• **Data records**
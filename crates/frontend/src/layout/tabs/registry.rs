//! Tab content registry: маппинг tab.key → View. Все ключи вкладок собраны здесь.

use super::parse_detail_key;
use crate::domain::a001_venue::ui::list::VenueList;
use crate::domain::a002_court::ui::details::CourtDetails;
use crate::domain::a002_court::ui::list::CourtList;
use crate::domain::a003_court_mapping::ui::details::CourtMappingDetails;
use crate::domain::a003_court_mapping::ui::list::CourtMappingList;
use crate::domain::a004_news_category::ui::list::NewsCategoryList;
use crate::domain::a005_news::ui::details::NewsDetails;
use crate::domain::a005_news::ui::list::NewsList;
use crate::layout::global_context::AppGlobalContext;
use crate::system::settings::ui::SettingsPage;
use crate::system::users::ui::list::UsersListPage;
use leptos::logging::log;
use leptos::prelude::*;

/// Рендерит контент вкладки по её ключу.
///
/// `tabs_store` нужен формам, чтобы закрыть свою вкладку после сохранения или отмены.
pub fn render_tab_content(key: &str, tabs_store: AppGlobalContext) -> AnyView {
    let key_for_close = key.to_string();
    let on_close = Callback::new(move |_| tabs_store.close_tab(&key_for_close));

    match key {
        "a001_venue" => view! { <VenueList /> }.into_any(),
        "a002_court" => view! { <CourtList /> }.into_any(),
        "a003_court_mapping" => view! { <CourtMappingList /> }.into_any(),
        "a004_news_category" => view! { <NewsCategoryList /> }.into_any(),
        "a005_news" => view! { <NewsList /> }.into_any(),
        "sys_users" => view! { <UsersListPage /> }.into_any(),
        "sys_settings" => view! { <SettingsPage /> }.into_any(),
        k => match parse_detail_key(k) {
            Some(("a002_court", id)) => view! { <CourtDetails id=id on_close=on_close /> }.into_any(),
            Some(("a003_court_mapping", id)) => {
                view! { <CourtMappingDetails id=id on_close=on_close /> }.into_any()
            }
            Some(("a005_news", id)) => view! { <NewsDetails id=id on_close=on_close /> }.into_any(),
            _ => {
                log!("Unknown tab type: {}", key);
                view! { <div class="placeholder">"Раздел не найден"</div> }.into_any()
            }
        },
    }
}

• **Task brief**
The data must be printed verbatim, line by line.

• **Exercise output**
filename crates/frontend/src/layout/tabs/registry.rs
//! Tab content registry: маппинг tab.key → View. Все ключи вкладок собраны здесь.

use super::parse_detail_key;
use crate::domain::a001_venue::ui::list::VenueList;
use crate::domain::a002_court::ui::details::CourtDetails;
use crate::domain::a002_court::ui::list::CourtList;
use crate::domain::a003_court_mapping::ui::details::CourtMappingDetails;
use crate::domain::a003_court_mapping::ui::list::CourtMappingList;
use crate::domain::a004_news_category::ui::list::NewsCategoryList;
use crate::domain::a005_news::ui::details::NewsDetails;
use crate::domain::a005_news::ui::list::NewsList;
use crate::layout::global_context::AppGlobalContext;
use crate::system::settings::ui::SettingsPage;
use crate::system::users::ui::list::UsersListPage;
use leptos::logging::log;
use leptos::prelude::*;

/// Рендерит контент вкладки по её ключу.
///
/// `tabs_store` нужен формам, чтобы закрыть свою вкладку после сохранения или отмены.
pub fn render_tab_content(key: &str, tabs_store: AppGlobalContext) -> AnyView {
    let key_for_close = key.to_string();
    let on_close = Callback::new(move |_| tabs_store.close_tab(&key_for_close));

    match key {
        "a001_venue" => view! { <VenueList /> }.into_any(),
        "a002_court" => view! { <CourtList /> }.into_any(),
        "a003_court_mapping" => view! { <CourtMappingList /> }.into_any(),
        "a004_news_category" => view! { <NewsCategoryList /> }.into_any(),
        "a005_news" => view! { <NewsList /> }.into_any(),
        "sys_users" => view! { <UsersListPage /> }.into_any(),
        "sys_settings" => view! { <SettingsPage /> }.into_any(),
        k => match parse_detail_key(k) {
            Some(("a002_court", id)) => view! { <CourtDetails id=id on_close=on_close /> }.into_any(),
            Some(("a003_court_mapping", id)) => {
                view! { <CourtMappingDetails id=id on_close=on_close /> }.into_any()
            }
            Some(("a005_news", id)) => view! { <NewsDetails id=id on_close=on_close /> }.into_any(),
            _ => {
                log!("Unknown tab type: {}", key);
                view! { <div class="placeholder">"Раздел не найден"</div> }.into_any()
            }
        },
    }
}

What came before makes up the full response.